Segundo o ministro, o governo do presidente Luiz Inácio Lula da Silva (PT) aguarda a chegada do anúncio formal por parte dos EUA para discutir qual será a reação.
Nos bastidores do Palácio do Planalto, aliados de Lula discutem duas opções: usar a Lei de Reciprocidade contra os Estados Unidos e elevar o tom do conflito, ou seguir nas negociações diplomáticas feitas desde o início da investida do presidente americano, Donald Trump, contra o Brasil, em julho de 2025, para tentar desfazer a nova taxação.
O governo já esperava que a tarifa seria aplicada diante das reuniões infrutíferas que tiveram com os representantes de Trump. No encontro entre Lula e o republicano, em maio, ficou acertado que um grupo de trabalho seria feito para solucionar com celeridade as divergências entre os países sobre tarifas.
A sugestão de aplicação das novas tarifas pelo Escritório do Representante Comercial dos EUA (USTR, na sigla em inglês) veio após as primeiras reuniões e a situação, ao invés de se apaziguar, se transformou em nova crise.
Sabendo que a taxação se tornou inevitável, os representantes de Lula agora tentam incluir produtos estratégicos na lista de exceções à taxação. A confiança do Planalto vem do último tarifaço, do ano passado, quando a lista de produtos deixados de fora da taxação foi aumentando com o tempo.
Em uma agenda em São José dos Campos (SP) na segunda-feira, 13, o presidente Lula chegou a dizer para a imprensa que as tarifas contra o Brasil não seriam aplicadas.
Em seu relatório preliminar, em 1º de junho, o USTR sugeriu a aplicação de alíquota de 25% sobre os produtos importados brasileiros, com uma lista de exclusões que inclui os setores essenciais para o consumo da população americana, como a aeronáutica, produtos agropecuários e insumos industriais.

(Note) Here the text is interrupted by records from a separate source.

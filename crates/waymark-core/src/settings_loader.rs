//! Settings loading from configuration files.
//!
//! This module provides functions to load [`Settings`] from TOML files, JSON
//! files, and to apply environment variable overrides.
//!
//! ## Loading Order
//!
//! 1. Start with default settings.
//! 2. Load from a TOML or JSON file (overriding defaults).
//! 3. Apply environment variable overrides (highest priority).
//!
//! ## Environment Variable Mapping
//!
//! Environment variables are mapped from `WAYMARK_<SETTING_NAME>` format:
//!
//! | Env Var | Setting |
//! |---|---|
//! | `WAYMARK_DEBUG` | `debug` |
//! | `WAYMARK_DEFAULT_MODULE` | `default_module` |
//! | `WAYMARK_IDENTIFIER_PARAM` | `identifier_param` |
//! | `WAYMARK_MODULE_ROOT` | `module_root` |
//! | `WAYMARK_LANGUAGE_CODE` | `language_code` |
//! | `WAYMARK_LANGUAGES` | `languages` (comma-separated) |
//! | `WAYMARK_LOG_LEVEL` | `log_level` |
//!
//! ## Examples
//!
//! ```rust,no_run
//! use waymark_core::settings_loader;
//!
//! // Load from TOML
//! let settings = settings_loader::from_toml_file("config/waymark.toml").unwrap();
//!
//! // Load from TOML with environment overrides
//! let settings = settings_loader::from_toml_file_with_env("config/waymark.toml").unwrap();
//! ```

use std::path::Path;

use crate::error::WaymarkError;
use crate::settings::Settings;

/// Loads settings from a TOML string.
///
/// The TOML is deserialized into a [`Settings`] struct. Any fields not
/// present in the TOML keep their default values.
///
/// # Errors
///
/// Returns an error if the TOML is malformed or cannot be deserialized.
pub fn from_toml_str(toml_str: &str) -> Result<Settings, WaymarkError> {
    // Two-step approach: deserialize the TOML into a serde_json::Value, then
    // merge it with the default settings so unspecified fields keep defaults.
    let toml_value: toml::Value = toml::from_str(toml_str)
        .map_err(|e| WaymarkError::ConfigurationError(format!("Failed to parse TOML: {e}")))?;

    let json_value = toml_to_json(toml_value);
    let default_json = serde_json::to_value(Settings::default()).map_err(|e| {
        WaymarkError::ConfigurationError(format!("Failed to serialize default settings: {e}"))
    })?;

    let merged = merge_json(default_json, json_value);
    serde_json::from_value(merged).map_err(|e| {
        WaymarkError::ConfigurationError(format!("Failed to deserialize settings from TOML: {e}"))
    })
}

/// Loads settings from a TOML file.
///
/// # Errors
///
/// Returns an error if the file cannot be read or the TOML is malformed.
pub fn from_toml_file(path: impl AsRef<Path>) -> Result<Settings, WaymarkError> {
    let content = std::fs::read_to_string(path.as_ref()).map_err(|e| {
        WaymarkError::ConfigurationError(format!(
            "Failed to read TOML file '{}': {e}",
            path.as_ref().display()
        ))
    })?;
    from_toml_str(&content)
}

/// Loads settings from a TOML file and then applies environment variable overrides.
///
/// # Errors
///
/// Returns an error if the file cannot be read or the TOML is malformed.
pub fn from_toml_file_with_env(path: impl AsRef<Path>) -> Result<Settings, WaymarkError> {
    let mut settings = from_toml_file(path)?;
    apply_env_overrides(&mut settings);
    Ok(settings)
}

/// Loads settings from a JSON string.
///
/// # Errors
///
/// Returns an error if the JSON is malformed or cannot be deserialized.
pub fn from_json_str(json_str: &str) -> Result<Settings, WaymarkError> {
    let json_value: serde_json::Value = serde_json::from_str(json_str)
        .map_err(|e| WaymarkError::ConfigurationError(format!("Failed to parse JSON: {e}")))?;

    let default_json = serde_json::to_value(Settings::default()).map_err(|e| {
        WaymarkError::ConfigurationError(format!("Failed to serialize default settings: {e}"))
    })?;

    let merged = merge_json(default_json, json_value);
    serde_json::from_value(merged).map_err(|e| {
        WaymarkError::ConfigurationError(format!("Failed to deserialize settings from JSON: {e}"))
    })
}

/// Loads settings from a JSON file.
///
/// # Errors
///
/// Returns an error if the file cannot be read or the JSON is malformed.
pub fn from_json_file(path: impl AsRef<Path>) -> Result<Settings, WaymarkError> {
    let content = std::fs::read_to_string(path.as_ref()).map_err(|e| {
        WaymarkError::ConfigurationError(format!(
            "Failed to read JSON file '{}': {e}",
            path.as_ref().display()
        ))
    })?;
    from_json_str(&content)
}

/// Loads settings from just environment variables (starting from defaults).
pub fn from_env() -> Settings {
    let mut settings = Settings::default();
    apply_env_overrides(&mut settings);
    settings
}

/// Applies environment variable overrides to a settings struct.
pub fn apply_env_overrides(settings: &mut Settings) {
    if let Ok(val) = std::env::var("WAYMARK_DEBUG") {
        settings.debug = matches!(val.to_lowercase().as_str(), "true" | "1" | "yes");
    }

    if let Ok(val) = std::env::var("WAYMARK_DEFAULT_MODULE") {
        settings.default_module = val;
    }

    if let Ok(val) = std::env::var("WAYMARK_IDENTIFIER_PARAM") {
        settings.identifier_param = val;
    }

    if let Ok(val) = std::env::var("WAYMARK_MODULE_ROOT") {
        settings.module_root = Some(val.into());
    }

    if let Ok(val) = std::env::var("WAYMARK_LANGUAGE_CODE") {
        settings.language_code = val;
    }

    if let Ok(val) = std::env::var("WAYMARK_LANGUAGES") {
        settings.languages = val
            .split(',')
            .map(|s| s.trim().to_string())
            .filter(|s| !s.is_empty())
            .collect();
    }

    if let Ok(val) = std::env::var("WAYMARK_LOG_LEVEL") {
        settings.log_level = val;
    }
}

// ============================================================
// Helpers
// ============================================================

/// Converts a TOML value to a `serde_json::Value`.
fn toml_to_json(value: toml::Value) -> serde_json::Value {
    match value {
        toml::Value::String(s) => serde_json::Value::String(s),
        toml::Value::Integer(i) => serde_json::json!(i),
        toml::Value::Float(f) => serde_json::json!(f),
        toml::Value::Boolean(b) => serde_json::Value::Bool(b),
        toml::Value::Datetime(dt) => serde_json::Value::String(dt.to_string()),
        toml::Value::Array(arr) => {
            serde_json::Value::Array(arr.into_iter().map(toml_to_json).collect())
        }
        toml::Value::Table(table) => {
            let map: serde_json::Map<String, serde_json::Value> = table
                .into_iter()
                .map(|(k, v)| (k, toml_to_json(v)))
                .collect();
            serde_json::Value::Object(map)
        }
    }
}

/// Deep-merges two JSON values. The `override_val` takes precedence.
fn merge_json(base: serde_json::Value, override_val: serde_json::Value) -> serde_json::Value {
    match (base, override_val) {
        (serde_json::Value::Object(mut base_map), serde_json::Value::Object(override_map)) => {
            for (key, override_v) in override_map {
                let merged = if let Some(base_v) = base_map.remove(&key) {
                    merge_json(base_v, override_v)
                } else {
                    override_v
                };
                base_map.insert(key, merged);
            }
            serde_json::Value::Object(base_map)
        }
        (_, override_v) => override_v,
    }
}

#[cfg(test)]
mod tests {
    use super::*;

    #[test]
    fn test_from_toml_str_partial() {
        let toml = r#"
            default_module = "pages"
            language_code = "fr"
            languages = ["fr", "en"]
        "#;
        let settings = from_toml_str(toml).unwrap();
        assert_eq!(settings.default_module, "pages");
        assert_eq!(settings.language_code, "fr");
        assert_eq!(settings.languages, vec!["fr", "en"]);
        // Unspecified fields keep their defaults
        assert_eq!(settings.identifier_param, "task");
        assert_eq!(settings.add_marker, "add");
    }

    #[test]
    fn test_from_toml_str_empty_keeps_defaults() {
        let settings = from_toml_str("").unwrap();
        assert_eq!(settings.default_module, "tasks");
        assert_eq!(settings.language_code, "en");
    }

    #[test]
    fn test_from_toml_str_malformed() {
        assert!(from_toml_str("not [ valid toml").is_err());
    }

    #[test]
    fn test_from_json_str_partial() {
        let json = r#"{"default_module": "articles", "debug": false}"#;
        let settings = from_json_str(json).unwrap();
        assert_eq!(settings.default_module, "articles");
        assert!(!settings.debug);
        assert_eq!(settings.language_code, "en");
    }

    #[test]
    fn test_from_json_str_malformed() {
        assert!(from_json_str("{ nope").is_err());
    }

    #[test]
    fn test_from_toml_file_missing() {
        assert!(from_toml_file("/nonexistent/waymark.toml").is_err());
    }

    #[test]
    fn test_merge_json_nested() {
        let base = serde_json::json!({"a": {"b": 1, "c": 2}, "d": 3});
        let over = serde_json::json!({"a": {"b": 10}});
        let merged = merge_json(base, over);
        assert_eq!(merged, serde_json::json!({"a": {"b": 10, "c": 2}, "d": 3}));
    }

    #[test]
    fn test_toml_to_json_scalars() {
        let value: toml::Value = toml::from_str("x = [1, \"two\", true]").unwrap();
        let json = toml_to_json(value);
        assert_eq!(json, serde_json::json!({"x": [1, "two", true]}));
    }
}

A nova tarifa dos Estados Unidos veio após a investigação comercial sob a Seção 301 da Lei de Comércio americana. O governo Trump acusa o Brasil de adotar práticas ilegais em comércio digital, referindo-se ao Pix, tarifas preferenciais, proteção de propriedade intelectual, acesso ao mercado de etanol e questões ambientais, como o desmatamento ilegal.